Durant quelques années, la jeune femme écoute la BBC et vit à l’heure des bombardements (place de la gare, place Sainte Anne). « La rue Nantaise a été complètement rasée sous mes yeux », se rappelle-t-elle. « Dans le jardin de notre maison, nous avons même retrouvé des papiers des entrepôts de la société Economique, bombardée en mars 1943. C’était épouvantable. »
Après ces quelques années rennaises, Paule retrouve Saint-Brieuc où elle vit un grand moment de joie : la Libération. Elle reviendra à Rennes en 1949 où elle s’installe dans le centre-ville, rue Victor Hugo avec son époux. « Mon mari était assureur et moi-même je recevais des clients à la maison. C’était du télé-travail avant l’heure », s’amuse-t-elle.
Avec l’arrivée de ses trois enfants, les années cinquante et soixante se déroulent tranquillement. « Le samedi, on faisait les magasins (Prisunic, Nouvelles Galeries) et le dimanche, on pique-niquait à mi-forêt. Parfois, on allait sur la côte d’Emeraude avec notre 2 CV. » Pour occuper ses journées de femme au foyer, elle tricote pour ses enfants. « En 1960, se remémore-t-elle, nous sommes partis à Aix-les-Bains en vacances, en 2CV. Au retour à Rennes, j’ai réussi à tricoter un pull dans la voiture! »

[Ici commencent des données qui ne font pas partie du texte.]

//! Chain-side types, configuration, and the hosting environment.
//!
//! - [`ChainId`] - EIP-155 chain id with CAIP-2 serialization
//! - [`CallContext`] - caller, attached value, timestamp and chain of a call
//! - [`Event`] - log entries recorded for committed calls
//! - [`PublicSaleConfig`] / [`WhitelistSaleConfig`] - deployment parameters
//! - [`LocalChain`] - executes calls atomically against [`HostState`]

pub mod types;
pub use types::*;

pub mod config;
pub use config::*;

pub mod provider;
pub use provider::*;
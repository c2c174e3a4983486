//! One-per-identity pass minting for EVM-style chains.
//!
//! This crate implements the mint authorization logic of two pass
//! collections: a fixed-price public sale and a free whitelist sale gated by
//! issuer-signed eligibility proofs. Both share the same core: a time window,
//! a one-shot per-identity ledger, and a single administrative owner.
//!
//! # Architecture
//!
//! Collections are plain state machines. Everything they need from the chain
//! (value transfers, token issuance, event logs) is reached through the
//! traits in [`chain`], and [`chain::LocalChain`] provides an in-memory host
//! that runs each call atomically:
//!
//! 1. **Caller** submits a call with an attached value
//! 2. **Host** moves the value to the collection and runs the call
//! 3. **Collection** checks window, then payment or proof, then the ledger
//! 4. **Host** commits state and events on success, discards both on failure
//!
//! # Feature Flags
//!
//! - `tracing` - Emit `tracing` events for mints, withdrawals and admin calls
//!
//! # Usage
//!
//! ## Whitelist: Issuing and Redeeming a Proof
//!
//! ```
//! use alloy_primitives::{Address, U256};
//! use pass_mint::KnownNetwork;
//! use pass_mint::chain::{ChainId, LocalChain, ManualClock, WhitelistSaleConfig};
//! use pass_mint::whitelist::{ProofIssuer, WhitelistSale};
//! use std::sync::Arc;
//!
//! let clock = ManualClock::new(100);
//! let mut chain = LocalChain::with_clock(ChainId::hardhat(), Arc::new(clock));
//! let issuer = ProofIssuer::from_bytes(&[7u8; 32]).unwrap();
//! let config = WhitelistSaleConfig::genesis_pass(issuer.address(), 100, 200);
//! let mut sale = WhitelistSale::deploy(Address::repeat_byte(0xbb), Address::repeat_byte(1), &config);
//!
//! let alice = Address::repeat_byte(0xa1);
//! let proof = issuer.sign(alice, U256::from(31337u64), U256::ZERO).unwrap();
//! let receipt = chain
//!     .call(&mut sale, alice, U256::ZERO, |sale, ctx, host| sale.mint(ctx, &proof, host))
//!     .unwrap();
//! assert_eq!(receipt.token_id, 1);
//! ```

pub mod chain;
pub mod metadata;
pub mod mint;
pub mod public_sale;
pub mod whitelist;

mod networks;
pub use networks::*;

pub use mint::{MintError, MintReceipt};
pub use public_sale::PublicSale;
pub use whitelist::WhitelistSale;
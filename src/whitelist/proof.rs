//! Eligibility proofs and their canonical encodings.
//!
//! The issuer signs `keccak256(abi.encode(address, uint256, uint256))` over
//! `(claimed_identity, chain_id, salt)` as an EIP-191 personal message. The
//! whitelist mint entry point receives the whole proof ABI-encoded as
//! `tuple(address, uint256, uint256, uint8, bytes32, bytes32)`.

use alloy_primitives::{Address, B256, U256, eip191_hash_message, keccak256};
use serde::{Deserialize, Serialize};
use std::fmt::{Display, Formatter};
use std::str::FromStr;

const WORD: usize = 32;

/// Byte length of the signed eligibility encoding (three ABI words).
pub const ELIGIBILITY_ENCODED_LEN: usize = 3 * WORD;

/// Byte length of an ABI-encoded [`Proof`] (six ABI words).
pub const PROOF_ENCODED_LEN: usize = 6 * WORD;

/// ABI-encodes `(identity, chain_id, salt)` exactly as the issuer hashes it.
///
/// The address is left-padded to 32 bytes; both integers are 32-byte
/// big-endian words.
pub fn encode_eligibility(
    identity: Address,
    chain_id: U256,
    salt: U256,
) -> [u8; ELIGIBILITY_ENCODED_LEN] {
    let mut out = [0u8; ELIGIBILITY_ENCODED_LEN];
    out[..WORD].copy_from_slice(identity.into_word().as_slice());
    out[WORD..2 * WORD].copy_from_slice(&chain_id.to_be_bytes::<WORD>());
    out[2 * WORD..].copy_from_slice(&salt.to_be_bytes::<WORD>());
    out
}

/// The digest the issuer signs, before the personal-message prefix.
pub fn eligibility_digest(identity: Address, chain_id: U256, salt: U256) -> B256 {
    keccak256(encode_eligibility(identity, chain_id, salt))
}

/// A signed statement that `claimed_identity` may mint on chain `chain_id`.
#[derive(Debug, Clone, Copy, PartialEq, Eq, Hash, Serialize, Deserialize)]
#[serde(rename_all = "camelCase")]
pub struct Proof {
    /// The identity allowed to redeem this proof.
    #[serde(alias = "whitelistUser")]
    pub claimed_identity: Address,
    /// The chain the proof is valid on.
    pub chain_id: U256,
    /// Issuer-chosen nonce. Carried for wire compatibility only.
    pub salt: U256,
    /// Recovery byte, 27 or 28.
    pub v: u8,
    pub r: B256,
    pub s: B256,
}

impl Proof {
    /// The eligibility digest covered by the signature.
    pub fn digest(&self) -> B256 {
        eligibility_digest(self.claimed_identity, self.chain_id, self.salt)
    }

    /// The EIP-191 prefixed hash the signature was produced over.
    pub fn signed_hash(&self) -> B256 {
        eip191_hash_message(self.digest())
    }

    /// Encodes the proof as `abi.encode(Proof)`.
    pub fn abi_encode(&self) -> Vec<u8> {
        let mut out = Vec::with_capacity(PROOF_ENCODED_LEN);
        out.extend_from_slice(&encode_eligibility(
            self.claimed_identity,
            self.chain_id,
            self.salt,
        ));
        out.extend_from_slice(U256::from(self.v).to_be_bytes::<WORD>().as_slice());
        out.extend_from_slice(self.r.as_slice());
        out.extend_from_slice(self.s.as_slice());
        out
    }

    /// Decodes `abi.encode(Proof)`.
    ///
    /// Rejects inputs of the wrong length and words whose padding bytes are
    /// not zero.
    pub fn abi_decode(bytes: &[u8]) -> Result<Self, ProofDecodeError> {
        if bytes.len() != PROOF_ENCODED_LEN {
            return Err(ProofDecodeError::InvalidLength {
                expected: PROOF_ENCODED_LEN,
                got: bytes.len(),
            });
        }
        let word = |i: usize| &bytes[i * WORD..(i + 1) * WORD];

        let identity_word = word(0);
        if identity_word[..12].iter().any(|b| *b != 0) {
            return Err(ProofDecodeError::DirtyPadding("whitelistUser"));
        }
        let v_word = word(3);
        if v_word[..WORD - 1].iter().any(|b| *b != 0) {
            return Err(ProofDecodeError::DirtyPadding("v"));
        }

        Ok(Self {
            claimed_identity: Address::from_slice(&identity_word[12..]),
            chain_id: U256::from_be_slice(word(1)),
            salt: U256::from_be_slice(word(2)),
            v: v_word[WORD - 1],
            r: B256::from_slice(word(4)),
            s: B256::from_slice(word(5)),
        })
    }

    /// Returns the ABI encoding as a 0x-prefixed hex string.
    pub fn to_hex(&self) -> String {
        format!("0x{}", hex::encode(self.abi_encode()))
    }
}

impl FromStr for Proof {
    type Err = ProofDecodeError;

    /// Parses the hex form of the ABI encoding, with or without `0x`.
    fn from_str(s: &str) -> Result<Self, Self::Err> {
        let s = s.strip_prefix("0x").unwrap_or(s);
        let bytes = hex::decode(s).map_err(|e| ProofDecodeError::InvalidHex(e.to_string()))?;
        Self::abi_decode(&bytes)
    }
}

impl Display for Proof {
    fn fmt(&self, f: &mut Formatter<'_>) -> std::fmt::Result {
        f.write_str(&self.to_hex())
    }
}

/// Error returned when decoding a [`Proof`].
#[derive(Debug, Clone, PartialEq, Eq, thiserror::Error)]
pub enum ProofDecodeError {
    /// The hex string is invalid.
    #[error("Invalid hex: {0}")]
    InvalidHex(String),

    /// The encoding is not exactly six words long.
    #[error("Invalid length: expected {expected} bytes, got {got}")]
    InvalidLength { expected: usize, got: usize },

    /// A narrow field's word has non-zero high bytes.
    #[error("Non-zero padding in field {0}")]
    DirtyPadding(&'static str),
}

#[cfg(test)]
mod tests {
    use super::*;
    use alloy_primitives::{address, b256, hex};

    fn sample() -> Proof {
        Proof {
            claimed_identity: address!("f39fd6e51aad88f6f4ce6ab8827279cfffb92266"),
            chain_id: U256::from(31337u64),
            salt: U256::from(0x123u64),
            v: 28,
            r: B256::repeat_byte(0x11),
            s: B256::repeat_byte(0x22),
        }
    }

    #[test]
    fn test_eligibility_encoding_layout() {
        let identity = address!("f39fd6e51aad88f6f4ce6ab8827279cfffb92266");
        let encoded = encode_eligibility(identity, U256::from(31337u64), U256::from(0x123u64));
        assert_eq!(
            hex::encode(encoded),
            concat!(
                "000000000000000000000000f39fd6e51aad88f6f4ce6ab8827279cfffb92266",
                "0000000000000000000000000000000000000000000000000000000000007a69",
                "0000000000000000000000000000000000000000000000000000000000000123",
            )
        );
    }

    #[test]
    fn test_digest_is_keccak_of_encoding() {
        let proof = sample();
        let expected = keccak256(encode_eligibility(
            proof.claimed_identity,
            proof.chain_id,
            proof.salt,
        ));
        assert_eq!(proof.digest(), expected);
    }

    #[test]
    fn test_signed_hash_applies_personal_prefix() {
        let proof = sample();
        let mut prefixed = b"\x19Ethereum Signed Message:\n32".to_vec();
        prefixed.extend_from_slice(proof.digest().as_slice());
        assert_eq!(proof.signed_hash(), keccak256(&prefixed));
    }

    #[test]
    fn test_digest_depends_on_every_field() {
        let base = sample();
        let mut other = base;
        other.salt = U256::from(0x124u64);
        assert_ne!(base.digest(), other.digest());
        let mut other = base;
        other.chain_id = U256::from(1u64);
        assert_ne!(base.digest(), other.digest());
        let mut other = base;
        other.claimed_identity = Address::ZERO;
        assert_ne!(base.digest(), other.digest());
    }

    #[test]
    fn test_abi_layout() {
        let encoded = sample().abi_encode();
        assert_eq!(encoded.len(), PROOF_ENCODED_LEN);
        assert_eq!(encoded[3 * 32 + 31], 28);
        assert_eq!(&encoded[4 * 32..5 * 32], B256::repeat_byte(0x11).as_slice());
        assert_eq!(Proof::abi_decode(&encoded).unwrap(), sample());
    }

    #[test]
    fn test_abi_decode_rejects_wrong_length() {
        let err = Proof::abi_decode(b"proof").unwrap_err();
        assert_eq!(
            err,
            ProofDecodeError::InvalidLength {
                expected: 192,
                got: 5
            }
        );
    }

    #[test]
    fn test_abi_decode_rejects_dirty_address() {
        let mut encoded = sample().abi_encode();
        encoded[0] = 1;
        assert_eq!(
            Proof::abi_decode(&encoded),
            Err(ProofDecodeError::DirtyPadding("whitelistUser"))
        );
    }

    #[test]
    fn test_abi_decode_rejects_wide_v() {
        let mut encoded = sample().abi_encode();
        encoded[3 * 32 + 30] = 1;
        assert_eq!(
            Proof::abi_decode(&encoded),
            Err(ProofDecodeError::DirtyPadding("v"))
        );
    }

    #[test]
    fn test_hex_form() {
        let proof = sample();
        let hex_str = proof.to_hex();
        assert!(hex_str.starts_with("0x000000000000000000000000f39fd6e5"));
        assert_eq!(hex_str.parse::<Proof>().unwrap(), proof);
        assert!(matches!(
            "0xzz".parse::<Proof>(),
            Err(ProofDecodeError::InvalidHex(_))
        ));
    }

    #[test]
    fn test_json_accepts_whitelist_user_alias() {
        let mut value = serde_json::to_value(sample()).unwrap();
        let object = value.as_object_mut().unwrap();
        let identity = object.remove("claimedIdentity").unwrap();
        object.insert("whitelistUser".to_string(), identity);
        let proof: Proof = serde_json::from_value(value).unwrap();
        assert_eq!(proof, sample());
    }

    #[test]
    fn test_known_digest_vector() {
        // keccak256 of 96 zero bytes
        let digest = eligibility_digest(Address::ZERO, U256::ZERO, U256::ZERO);
        assert_eq!(
            digest,
            b256!("46700b4d40ac5c35af2c22dda2787a91eb567b06c924a8fb8ae9a05b20c08c21")
        );
    }
}
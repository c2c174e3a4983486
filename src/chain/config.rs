//! Deployment configuration for a chain and its collections.
//!
//! These structures are deserialized from JSON (camelCase) and handed to
//! [`LocalChain::from_config`](super::LocalChain::from_config),
//! [`PublicSale::deploy`](crate::public_sale::PublicSale::deploy) and
//! [`WhitelistSale::deploy`](crate::whitelist::WhitelistSale::deploy).

use alloy_primitives::{Address, U256};
use serde::{Deserialize, Serialize};

use super::{ChainId, Timestamp};
use crate::metadata::CollectionMetadata;

/// Configuration for a hosting chain.
#[derive(Debug, Clone, Serialize, Deserialize)]
#[serde(rename_all = "camelCase")]
pub struct ChainConfig {
    /// The EIP-155 chain id used for replay protection.
    pub chain_id: ChainId,
}

/// Construction parameters of a fixed-price public sale.
#[derive(Debug, Clone, PartialEq, Eq, Serialize, Deserialize)]
#[serde(rename_all = "camelCase")]
pub struct PublicSaleConfig {
    /// Name, symbol and token URI of the collection.
    #[serde(flatten)]
    pub metadata: CollectionMetadata,
    /// Exact mint price in wei, written as a decimal ether string (`"0.05"`).
    #[serde(with = "ether")]
    pub price: U256,
    /// First second at which minting is allowed.
    pub start_time: Timestamp,
}

/// Construction parameters of a proof-gated whitelist sale.
#[derive(Debug, Clone, PartialEq, Eq, Serialize, Deserialize)]
#[serde(rename_all = "camelCase")]
pub struct WhitelistSaleConfig {
    /// Name, symbol and token URI of the collection.
    #[serde(flatten)]
    pub metadata: CollectionMetadata,
    /// Identity whose signatures authenticate eligibility proofs.
    pub issuer: Address,
    /// First second at which minting is allowed.
    pub start_time: Timestamp,
    /// First second at which minting is no longer allowed.
    pub end_time: Timestamp,
}

/// Serde adapter writing wei amounts as decimal ether strings.
pub mod ether {
    use alloy_primitives::U256;
    use serde::{Deserialize, Deserializer, Serializer};

    use crate::chain::{format_ether, parse_ether};

    pub fn serialize<S>(value: &U256, serializer: S) -> Result<S::Ok, S::Error>
    where
        S: Serializer,
    {
        serializer.serialize_str(&format_ether(*value))
    }

    pub fn deserialize<'de, D>(deserializer: D) -> Result<U256, D::Error>
    where
        D: Deserializer<'de>,
    {
        let s = String::deserialize(deserializer)?;
        parse_ether(&s).map_err(serde::de::Error::custom)
    }
}
/// Proof of which request a response belongs to.
#[derive(Debug, Copy, Clone, PartialEq, Eq)]
pub struct Ticket(u64);

/// Last-request-wins counter for one kind of fetch.
#[derive(Debug, Default)]
pub struct Generation {
    current: u64,
}

impl Generation {
    /// Start a new request, making every earlier ticket stale.
    pub fn issue(&mut self) -> Ticket {
        self.current += 1;
        Ticket(self.current)
    }

    pub fn is_current(&self, ticket: Ticket) -> bool {
        ticket.0 == self.current
    }

    /// Drop interest in whatever is in flight.
    pub fn invalidate(&mut self) {
        self.current += 1;
    }
}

Chez ma grand-mère, c’est une très bonne cantine », affirme sa petite-fille « C’est la Queen », ajoute son petit-fils, Franck.
A Rennes, elle et son mari ne rataient aucun marché des Lices. « On y avait nos habitudes. On allait toujours chez le même boucher sous Les Halles. » De temps en temps, elle se rendait au cinéma Le Français, rue Poullain-Duparc, avec son époux. « Avec mon mari, on ne se quittait jamais », ajoute-t-elle. « On se tenait toujours la main. »
Désormais, la centenaire vit avec ses souvenirs rennais. « J’ai adoré Rennes » Avec ses proches, elle passe des moments familiaux où ses talents culinaires font des miracles. « Je régale mes amis, mes enfants, mes petits-enfants avec des soufflés au fromage, des gratins et des crêpes. Cela continue comme j’ai commencé… «
Infos + : « ma recette de longévité, mes enfants m’appellent tous les soirs », assure Paule.